スマホやモバイルからのアクセスをユーザーエージェント(UA)で判定し、それぞれのURLへリダイレクトさせたり、それぞれで別個のCSSやJSファイルを読み込んだり。UA判別による振り分けは、よくやるっちゃよくやります。

モバイル(ガラケー)の場合は、UA判別が一般的。スマホの場合はというと……、スマホ専用サイトを用意してリダイレクトする場合はUA判別ですが、レスポンシブ・ウェブデザインの場合は「CSS3 Media Queries」を使った判別方法も使われています。

CSS3 Media Queries とは

CSS3の「Media Queries」では、画面サイズなどを数値で指定した条件によって、スタイルを適用させる機能です。

よく使われているのは、ウィンドウ(view port)の幅に応じて振り分ける方法。以下のように記述します。

@media screen and (min-width: 768px) {
   /* view portが768px以上の場合に適用される */
   div#wrapper { width: 960px; }
}
@media screen and (max-width: 479px) {
   /* view portが479px以下の場合に適用される */
   div#wrapper { width: 100%; }
}

組み合わせることもできるので、例えば「view portが480px以上767px以下」といった指定も可能。

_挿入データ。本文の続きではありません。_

//! Parsing of user-entered action parameters.

use chrono::NaiveDate;
use thiserror::Error;

use crate::domain::NoteId;

/// Errors for malformed numbers or dates typed at a prompt.
#[derive(Debug, Clone, Error, PartialEq, Eq)]
pub enum ParamError {
    #[error("invalid note number '{0}': expected a whole number")]
    InvalidId(String),

    #[error("invalid date '{0}' (expected DD.MM.YYYY or YYYY-MM-DD)")]
    InvalidDate(String),
}

/// Parses a note number.
pub fn parse_id_param(s: &str) -> Result<NoteId, ParamError> {
    s.parse()
        .map_err(|_| ParamError::InvalidId(s.trim().to_string()))
}

/// Parses a calendar day.
///
/// Accepts:
/// - Day first: "05.01.2024" (DD.MM.YYYY)
/// - ISO: "2024-01-05" (YYYY-MM-DD)
pub fn parse_date_param(s: &str) -> Result<NaiveDate, ParamError> {
    let s = s.trim();

    NaiveDate::parse_from_str(s, "%d.%m.%Y")
        .or_else(|_| NaiveDate::parse_from_str(s, "%Y-%m-%d"))
        .map_err(|_| ParamError::InvalidDate(s.to_string()))
}

/// Splits a keyword line on whitespace.
pub fn parse_keywords_param(s: &str) -> Vec<String> {
    s.split_whitespace().map(str::to_string).collect()
}
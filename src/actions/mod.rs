//! Watch, search and create operations over a session's notes.
//!
//! Every operation is an [`ActionKind`]. The kind's [`Category`] tells the
//! console which parameters to collect; those parameters travel in an
//! [`Action`], which is executed against the note set.

mod create;
mod search;
mod watch;


use chrono::NaiveDateTime;
use thiserror::Error;

use crate::domain::{IdAllocator, IdsExhausted, NoteId, NoteSet};

pub use create::{NewNote, create_note};
pub use search::{SearchQuery, search};
pub use watch::{watch_all, watch_names};

/// Errors raised while executing an action.
#[derive(Debug, Error, PartialEq, Eq)]
pub enum ActionError {
    /// Search by id named a note that does not exist.
    #[error("note not found: {id}")]
    KeyNotFound { id: NoteId },

    /// Create could not get a fresh id.
    #[error(transparent)]
    IdsExhausted(#[from] IdsExhausted),
}

/// The parameter a search action needs.
#[derive(Debug, Clone, Copy, PartialEq, Eq)]
pub enum ParamKind {
    Id,
    Name,
    Date,
    Keywords,
}

/// Which listing a watch action prints.
#[derive(Debug, Clone, Copy, PartialEq, Eq)]
pub enum WatchKind {
    /// Every note rendered in full.
    All,
    /// Note names only.
    Names,
}

/// What an action needs as input and what it produces.
#[derive(Debug, Clone, Copy, PartialEq, Eq)]
pub enum Category {
    /// No parameters; lists notes without side effects.
    Watch(WatchKind),
    /// One typed parameter; lists matching notes.
    Search(ParamKind),
    /// Name, text and timestamp; adds a note.
    Create,
}

/// The registered operations, in menu order.
#[derive(Debug, Clone, Copy, PartialEq, Eq, Hash)]
pub enum ActionKind {
    Create,
    WatchAll,
    WatchNames,
    SearchById,
    SearchByDate,
    SearchByName,
    SearchByKeywords,
}

impl ActionKind {
    /// Every action, in the order the menu numbers them.
    pub const ALL: [ActionKind; 7] = [
        ActionKind::Create,
        ActionKind::WatchAll,
        ActionKind::WatchNames,
        ActionKind::SearchById,
        ActionKind::SearchByDate,
        ActionKind::SearchByName,
        ActionKind::SearchByKeywords,
    ];

    pub fn category(self) -> Category {
        match self {
            ActionKind::WatchAll => Category::Watch(WatchKind::All),
            ActionKind::WatchNames => Category::Watch(WatchKind::Names),
            ActionKind::SearchById => Category::Search(ParamKind::Id),
            ActionKind::SearchByName => Category::Search(ParamKind::Name),
            ActionKind::SearchByDate => Category::Search(ParamKind::Date),
            ActionKind::SearchByKeywords => Category::Search(ParamKind::Keywords),
            ActionKind::Create => Category::Create,
        }
    }
}

/// An action together with the parameters it was invoked with.
#[derive(Debug, Clone, PartialEq)]
pub enum Action {
    WatchAll,
    WatchNames,
    Search(SearchQuery),
    Create(NewNote),
}

impl Action {
    /// Returns the kind this action was built for.
    pub fn kind(&self) -> ActionKind {
        match self {
            Action::WatchAll => ActionKind::WatchAll,
            Action::WatchNames => ActionKind::WatchNames,
            Action::Search(query) => query.kind(),
            Action::Create(_) => ActionKind::Create,
        }
    }

    /// Runs the action against `notes`, allocating ids from `ids` for creates.
    ///
    /// # Errors
    ///
    /// Returns `ActionError::KeyNotFound` when a search by id misses, and
    /// `ActionError::IdsExhausted` when a create finds no id left.
    pub fn execute(
        self,
        notes: &mut NoteSet,
        ids: &mut IdAllocator,
    ) -> Result<ActionOutcome, ActionError> {
        match self {
            Action::WatchAll => Ok(ActionOutcome::Listing(watch_all(notes))),
            Action::WatchNames => Ok(ActionOutcome::Listing(watch_names(notes))),
            Action::Search(query) => {
                let found = search(notes, &query)?;
                Ok(ActionOutcome::Listing(
                    found.into_iter().map(|note| note.to_string()).collect(),
                ))
            }
            Action::Create(new_note) => {
                Ok(ActionOutcome::Created(create_note(notes, ids, new_note)?))
            }
        }
    }
}

/// The result of executing an action.
#[derive(Debug, Clone, PartialEq, Eq)]
pub enum ActionOutcome {
    /// Rendered notes (or names) to print, one block each.
    Listing(Vec<String>),
    /// Id of the note a create action added.
    Created(NoteId),
}

/// Builds a create action stamped with `date`.
pub fn create_action(name: String, text: String, date: NaiveDateTime) -> Action {
    Action::Create(NewNote { name, text, date })
}
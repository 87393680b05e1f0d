//! Builder for test notes with sensible defaults.

#![allow(dead_code)]

use chrono::NaiveDateTime;
use notebook::domain::{Note, NoteId};
use notebook::infra::parse_timestamp;

/// Builder for creating test notes with sensible defaults.
#[derive(Debug, Clone)]
pub struct TestNote {
    id: u64,
    name: String,
    text: String,
    date: NaiveDateTime,
}

impl TestNote {
    /// Creates a test note with the given id and name, empty text and a fixed date.
    pub fn new(id: u64, name: impl Into<String>) -> Self {
        Self {
            id,
            name: name.into(),
            text: String::new(),
            date: parse_timestamp("2024-01-05T10:00:00").expect("valid default date"),
        }
    }

    /// Sets the text.
    pub fn text(mut self, text: impl Into<String>) -> Self {
        self.text = text.into();
        self
    }

    /// Sets the date from any format the store accepts.
    pub fn date(mut self, date: &str) -> Self {
        self.date = parse_timestamp(date).expect("Invalid date");
        self
    }

    /// Returns the rendered form used by watch and search output.
    pub fn rendered(&self) -> String {
        self.to_note().to_string()
    }

    /// Converts to a domain Note.
    pub fn to_note(&self) -> Note {
        Note::new(NoteId::new(self.id), &self.name, &self.text, self.date)
    }
}
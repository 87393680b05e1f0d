use std::process::ExitCode;

fn main() -> ExitCode {
    if let Err(err) = notebook::run() {
        eprintln!("error: {err:#}");
        return ExitCode::FAILURE;
    }
    ExitCode::SUCCESS
}
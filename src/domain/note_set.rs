//! Ordered collection of notes keyed by id.

use crate::domain::{Note, NoteId};
use std::collections::BTreeMap;

/// The notes of one session, iterated in ascending id order.
///
/// Ids are allocated monotonically, so id order is also creation order.
#[derive(Debug, Clone, Default, PartialEq)]
pub struct NoteSet {
    notes: BTreeMap<NoteId, Note>,
}

impl NoteSet {
    /// Creates an empty set.
    pub fn new() -> Self {
        Self::default()
    }

    /// Inserts a note, returning the previous note stored under the same id.
    pub fn insert(&mut self, note: Note) -> Option<Note> {
        self.notes.insert(note.id(), note)
    }

    pub fn get(&self, id: NoteId) -> Option<&Note> {
        self.notes.get(&id)
    }

    pub fn contains(&self, id: NoteId) -> bool {
        self.notes.contains_key(&id)
    }

    pub fn len(&self) -> usize {
        self.notes.len()
    }

    pub fn is_empty(&self) -> bool {
        self.notes.is_empty()
    }

    /// Returns the largest id in the set, if any.
    pub fn max_id(&self) -> Option<NoteId> {
        self.notes.keys().next_back().copied()
    }

    pub fn iter(&self) -> impl Iterator<Item = &Note> {
        self.notes.values()
    }
}

impl FromIterator<Note> for NoteSet {
    fn from_iter<I: IntoIterator<Item = Note>>(iter: I) -> Self {
        let mut set = NoteSet::new();
        for note in iter {
            set.insert(note);
        }
        set
    }
}

impl<'a> IntoIterator for &'a NoteSet {
    type Item = &'a Note;
    type IntoIter = std::collections::btree_map::Values<'a, NoteId, Note>;

    fn into_iter(self) -> Self::IntoIter {
        self.notes.values()
    }
}
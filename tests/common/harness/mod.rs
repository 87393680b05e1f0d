//! Test harness for CLI integration tests.
//!
//! Provides isolated test environments, programmatic note creation,
//! and CLI assertion helpers using `assert_cmd`.

mod command;
mod env;
mod note;

// Re-export main types for external use
#[allow(unused_imports)]
pub use command::NotebookCommand;
#[allow(unused_imports)]
pub use env::TestEnv;
#[allow(unused_imports)]
pub use note::TestNote;
//! Session state and the phase machine that drives a run.
//!
//! A [`Session`] owns everything one run of the program needs: the current
//! [`Phase`], the loaded notes, the id allocator, the registered actions and
//! the store path. [`Session::advance`] performs the current phase's work and
//! moves to the next phase; [`Session::run`] repeats that until `End`.

mod console_work;
mod phase;


use std::io;
use std::path::{Path, PathBuf};
use thiserror::Error;

use crate::actions::{Action, ActionError, ActionKind, ActionOutcome};
use crate::cli::console::Console;
use crate::cli::locale::Locale;
use crate::cli::params::ParamError;
use crate::domain::{IdAllocator, NoteSet};
use crate::infra::{StoreError, load_notes, save_notes};

pub use console_work::{EXIT_COMMAND, build_menu, read_action, resolve_command};
pub use phase::Phase;

/// Errors that can end or interrupt a session.
#[derive(Debug, Error)]
pub enum SessionError {
    /// Reading or writing the store failed.
    #[error(transparent)]
    Store(#[from] StoreError),

    /// The console could not be read or written.
    #[error("console I/O failed: {0}")]
    Console(#[from] io::Error),

    /// The menu token does not name a registered action.
    #[error("unknown command: '{token}'")]
    UnknownCommand { token: String },

    #[error(transparent)]
    Action(#[from] ActionError),

    #[error(transparent)]
    Param(#[from] ParamError),

    /// Input ended while an action was collecting its parameters.
    #[error("input closed")]
    InputClosed,
}

impl SessionError {
    /// Returns true for input mistakes the command loop reports and survives.
    pub fn is_recoverable(&self) -> bool {
        matches!(
            self,
            SessionError::UnknownCommand { .. } | SessionError::Action(_) | SessionError::Param(_)
        )
    }
}

/// The mutable state of one program run.
#[derive(Debug)]
pub struct Session {
    phase: Phase,
    store_path: PathBuf,
    notes: NoteSet,
    ids: IdAllocator,
    actions: Vec<ActionKind>,
    selected: Option<ActionKind>,
    locale: Locale,
}

impl Session {
    /// Creates a session in the `ReadData` phase with every action registered.
    pub fn new(store_path: impl Into<PathBuf>, locale: Locale) -> Self {
        Self {
            phase: Phase::ReadData,
            store_path: store_path.into(),
            notes: NoteSet::new(),
            ids: IdAllocator::new(),
            actions: ActionKind::ALL.to_vec(),
            selected: None,
            locale,
        }
    }

    /// Replaces the registered actions (and thus the menu).
    pub fn with_actions(mut self, actions: Vec<ActionKind>) -> Self {
        self.actions = actions;
        self
    }

    pub fn phase(&self) -> Phase {
        self.phase
    }

    /// Returns true once the session has reached `End`.
    pub fn is_finished(&self) -> bool {
        self.phase.is_terminal()
    }

    pub fn store_path(&self) -> &Path {
        &self.store_path
    }

    pub fn notes(&self) -> &NoteSet {
        &self.notes
    }

    pub fn actions(&self) -> &[ActionKind] {
        &self.actions
    }

    /// The action most recently chosen from the menu.
    pub fn selected(&self) -> Option<ActionKind> {
        self.selected
    }

    pub fn locale(&self) -> Locale {
        self.locale
    }

    pub fn select(&mut self, kind: ActionKind) {
        self.selected = Some(kind);
    }

    /// Executes `action` against this session's notes.
    pub fn execute(&mut self, action: Action) -> Result<ActionOutcome, ActionError> {
        log::debug!("executing {:?}", action.kind());
        action.execute(&mut self.notes, &mut self.ids)
    }

    /// Performs the current phase's work and moves to the next phase.
    ///
    /// - `ReadData` loads the store and seeds the id allocator.
    /// - `ConsoleWork` runs the command loop until the exit command.
    /// - `SaveData` writes the notes back to the store.
    /// - `End` does nothing.
    ///
    /// # Errors
    ///
    /// Store failures and console I/O failures are returned; input mistakes
    /// inside the command loop are reported to the console instead.
    pub fn advance<C: Console>(&mut self, console: &mut C) -> Result<(), SessionError> {
        match self.phase {
            Phase::ReadData => {
                self.notes = load_notes(&self.store_path)?;
                self.ids = IdAllocator::seeded_from(&self.notes);
            }
            Phase::ConsoleWork => console_work::run_command_loop(self, console)?,
            Phase::SaveData => save_notes(&self.store_path, &self.notes)?,
            Phase::End => return Ok(()),
        }

        let next = self.phase.next();
        log::debug!("phase {} -> {}", self.phase, next);
        self.phase = next;
        Ok(())
    }

    /// Advances until the session reaches `End`.
    pub fn run<C: Console>(&mut self, console: &mut C) -> Result<(), SessionError> {
        while !self.is_finished() {
            self.advance(console)?;
        }
        Ok(())
    }
}
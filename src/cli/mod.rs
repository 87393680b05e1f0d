//! Command-line arguments, configuration and the interactive console

pub mod config;
pub mod console;
pub mod locale;
pub mod params;

use clap::{ArgAction, Parser};
use std::path::PathBuf;

use locale::Locale;

/// notebook - browse, search and create notes kept in a JSON file
#[derive(Parser, Debug)]
#[command(name = "notebook", version, about, long_about = None)]
pub struct Cli {
    /// Note store file (overrides config file; default: notes.json)
    pub file: Option<PathBuf>,

    /// Create an empty store if FILE does not exist
    #[arg(long)]
    pub init: bool,

    /// Menu and prompt language (overrides config file)
    #[arg(long, value_enum)]
    pub lang: Option<Locale>,

    /// Increase verbosity (-v, -vv, -vvv)
    #[arg(short, long, action = ArgAction::Count)]
    pub verbose: u8,
}
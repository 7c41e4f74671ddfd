// src/gui/actions/export.rs
use std::path::{Path, PathBuf};

use chrono::Utc;

use crate::{gui::app::App, runner};

pub fn export(app: &mut App) {
    let dir = app.state.options.export_dir.clone();
    logf!("Export: Begin rows={} dir={}", app.rows.len(), dir.display());

    let notice = runner::export(&app.store, &dir, Utc::now().date_naive());
    app.status(notice);
}

/// Open the export folder (or its nearest existing parent) in the system file explorer.
pub fn open_export_folder(app: &mut App) {
    let folder = find_nearest_existing_parent(&app.state.options.export_dir);

    let absolute_folder = match std::fs::canonicalize(&folder) {
        Ok(abs_path) => abs_path,
        Err(e) => {
            loge!("Cannot resolve folder path: {}", e);
            app.status(notice!(Error, "Cannot resolve folder path: {e}"));
            return;
        }
    };

    if let Err(e) = open_folder_in_explorer(&absolute_folder) {
        loge!("Failed to open folder: {}", e);
        app.status(notice!(Error, "Failed to open folder: {e}"));
    } else {
        logf!("Opened folder: {}", absolute_folder.display());
    }
}

fn find_nearest_existing_parent(path: &Path) -> PathBuf {
    let mut current = path.to_path_buf();
    loop {
        if current.is_dir() {
            return current;
        }
        match current.parent() {
            Some(parent) if !parent.as_os_str().is_empty() => current = parent.to_path_buf(),
            _ => return PathBuf::from("."),
        }
    }
}

fn open_folder_in_explorer(path: &Path) -> Result<(), String> {
    #[cfg(target_os = "windows")]
    let program = "explorer";
    #[cfg(target_os = "macos")]
    let program = "open";
    #[cfg(target_os = "linux")]
    let program = "xdg-open";

    #[cfg(any(target_os = "windows", target_os = "macos", target_os = "linux"))]
    {
        std::process::Command::new(program)
            .arg(path)
            .spawn()
            .map_err(|e| format!("Failed to spawn {program}: {e}"))?;
        Ok(())
    }

    #[cfg(not(any(target_os = "windows", target_os = "macos", target_os = "linux")))]
    {
        let _ = path;
        Err(s!("Opening folders not supported on this platform"))
    }
}
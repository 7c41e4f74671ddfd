// src/scrape/mod.rs
//
// Prospect extraction: per-field reads (extract) and whole-page record
// building (collect). Both work against any `PageAdapter`.
mod extract;
mod collect;

pub use extract::{join_name, player_info, resolve_choice, scout_info, skills, PlayerInfo};
pub use collect::{collect_records, team_id};
// src/model.rs
//
// One scouted prospect as it is persisted.
//
// Absent values are `None` in memory. They turn into the display sentinel
// ("unknown", or 0 for age) only when written out: the JSON store via the
// serde helpers below, and CSV in `csv.rs`.

use chrono::{DateTime, SecondsFormat, Utc};
use serde::{Deserialize, Serialize};

use crate::config::consts::UNKNOWN;

#[derive(Clone, Debug, PartialEq, Eq, Serialize, Deserialize)]
pub struct ScoutRecord {
    #[serde(with = "iso_millis")]
    pub timestamp: DateTime<Utc>,
    #[serde(rename = "youthteam_id", default, with = "sentinel")]
    pub team_id: Option<String>,
    #[serde(default, with = "sentinel")]
    pub name: Option<String>,
    #[serde(default, with = "zero_age")]
    pub age: Option<u32>,
    #[serde(default, with = "sentinel")]
    pub speciality: Option<String>,
    #[serde(flatten)]
    pub skills: Skills,
    #[serde(default)]
    pub selected: bool,
    #[serde(flatten)]
    pub scout: ScoutInfo,
}

/// The seven skill slots, as displayed tokens ("5/7", "passable", ...).
#[derive(Clone, Debug, Default, PartialEq, Eq, Serialize, Deserialize)]
pub struct Skills {
    #[serde(default, with = "sentinel")]
    pub gk: Option<String>,
    #[serde(default, with = "sentinel")]
    pub def: Option<String>,
    #[serde(default, with = "sentinel")]
    pub pm: Option<String>,
    #[serde(default, with = "sentinel")]
    pub w: Option<String>,
    #[serde(default, with = "sentinel")]
    pub pa: Option<String>,
    #[serde(default, with = "sentinel")]
    pub sc: Option<String>,
    #[serde(default, with = "sentinel")]
    pub overall: Option<String>,
}

/// Who found the prospect, and with which search criteria.
#[derive(Clone, Debug, Default, PartialEq, Eq, Serialize, Deserialize)]
pub struct ScoutInfo {
    #[serde(rename = "scout_name", default, with = "sentinel")]
    pub name: Option<String>,
    #[serde(rename = "scout_age", default, with = "sentinel")]
    pub age: Option<String>,
    #[serde(rename = "scout_country", default, with = "sentinel")]
    pub country: Option<String>,
    #[serde(rename = "scout_region", default, with = "sentinel")]
    pub region: Option<String>,
    #[serde(rename = "scout_focus", default, with = "sentinel")]
    pub focus: Option<String>,
}

impl ScoutRecord {
    /// A record with every field absent, captured at `timestamp`.
    pub fn blank(timestamp: DateTime<Utc>) -> Self {
        Self {
            timestamp,
            team_id: None,
            name: None,
            age: None,
            speciality: None,
            skills: Skills::default(),
            selected: false,
            scout: ScoutInfo::default(),
        }
    }

    /// `2024-03-01T10:15:00.000Z`
    pub fn timestamp_iso(&self) -> String {
        self.timestamp.to_rfc3339_opts(SecondsFormat::Millis, true)
    }

    pub fn name_or_unknown(&self) -> &str {
        or_unknown(&self.name)
    }
}

#[inline]
pub fn or_unknown(v: &Option<String>) -> &str {
    v.as_deref().unwrap_or(UNKNOWN)
}

mod sentinel {
    use serde::{Deserialize, Deserializer, Serializer};

    use crate::config::consts::UNKNOWN;

    pub fn serialize<S: Serializer>(v: &Option<String>, s: S) -> Result<S::Ok, S::Error> {
        s.serialize_str(v.as_deref().unwrap_or(UNKNOWN))
    }

    pub fn deserialize<'de, D: Deserializer<'de>>(d: D) -> Result<Option<String>, D::Error> {
        let raw = Option::<String>::deserialize(d)?;
        Ok(raw.filter(|v| v != UNKNOWN))
    }
}

mod zero_age {
    use serde::{Deserialize, Deserializer, Serializer};

    pub fn serialize<S: Serializer>(v: &Option<u32>, s: S) -> Result<S::Ok, S::Error> {
        s.serialize_u32(v.unwrap_or(0))
    }

    pub fn deserialize<'de, D: Deserializer<'de>>(d: D) -> Result<Option<u32>, D::Error> {
        let raw = Option::<u32>::deserialize(d)?;
        Ok(raw.filter(|&a| a != 0))
    }
}

mod iso_millis {
    use chrono::{DateTime, SecondsFormat, Utc};
    use serde::{de::Error, Deserialize, Deserializer, Serializer};

    pub fn serialize<S: Serializer>(v: &DateTime<Utc>, s: S) -> Result<S::Ok, S::Error> {
        s.serialize_str(&v.to_rfc3339_opts(SecondsFormat::Millis, true))
    }

    pub fn deserialize<'de, D: Deserializer<'de>>(d: D) -> Result<DateTime<Utc>, D::Error> {
        let raw = String::deserialize(d)?;
        DateTime::parse_from_rfc3339(&raw)
            .map(|t| t.with_timezone(&Utc))
            .map_err(D::Error::custom)
    }
}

他にも、高さや、view portではなくデバイスのサイズ、デバイスの向きなどで指定することができます。このあたりは、以下の記事が詳しいかと。

それぞれ一長一短あり

メリット・デメリットは、製作者の意図によって変わってきます。それぞれの方法に一長一短があるので、どちらも使われているんじゃなかろうかと。

デバイスごとの表示という点では、UA判別のほうが確実です。アクセスしてきたUAがスマホの場合はこれ、PCの場合はこれといった感じで決め打ちできます。

Media Queriesはウィンドウサイズやデバイスの画面サイズによって判定するので、様々な解像度があるPCでは、製作者が意図した表示で見てもらえないケースが出てきます。

AndroidのUAの種類にバラつきがあるので、UAを調べて指定するのが面倒です。ただ、画面サイズもバラつきがあるので、Media Queriesで細かく指定する場合も面倒です。どっちもどっちですね。というか、Androidがね……。

実装にかかる手間は大差ない

UA判別にしろ、Media Queriesを使った判別にしろ、実装をする手間に違いはありません。

レスポンシブ・ウェブデザインのスタイルを設定する際にとる方法は2つあります。完全に独立したスタイル(CSSファイル)を適用させるか、デバイスによってスタイルを上書きするか、です。どちらの判別方法を使っても、このやり方は変わりません。

サイトを更新・管理することを考えると、それぞれ独立したスタイルを適用する場合は、別々のCSSファイルを読み込んだほうが管理しやすいです。この方法はどちらでもできます。

デバイスによって大きく違いがなく、一部スタイルを上書きする程度で良いのであれば、1つのCSSファイルに記述してしまったほうが管理しやすい。この場合は、Media Queriesを使うことになります。

まとめ

実装に違いはないので、状況によって選択するのが良いかと。ただ、クライアントに指定されることが稀にあるので、どちらにも対応できるようにはしておきたいですね。

今までの経験では、CSSをデバイスやview portごとに用意するほど、スタイルを記述するケースってありません。そう考えると、Media Queriesのほうが使い勝手は良いかもしれません。

一方で、デバイスごとに表示する要素を変えたい場合。この場合は、JSで切り替えることになるので、振り分けもUA判別でやってしまっても良いのかなと。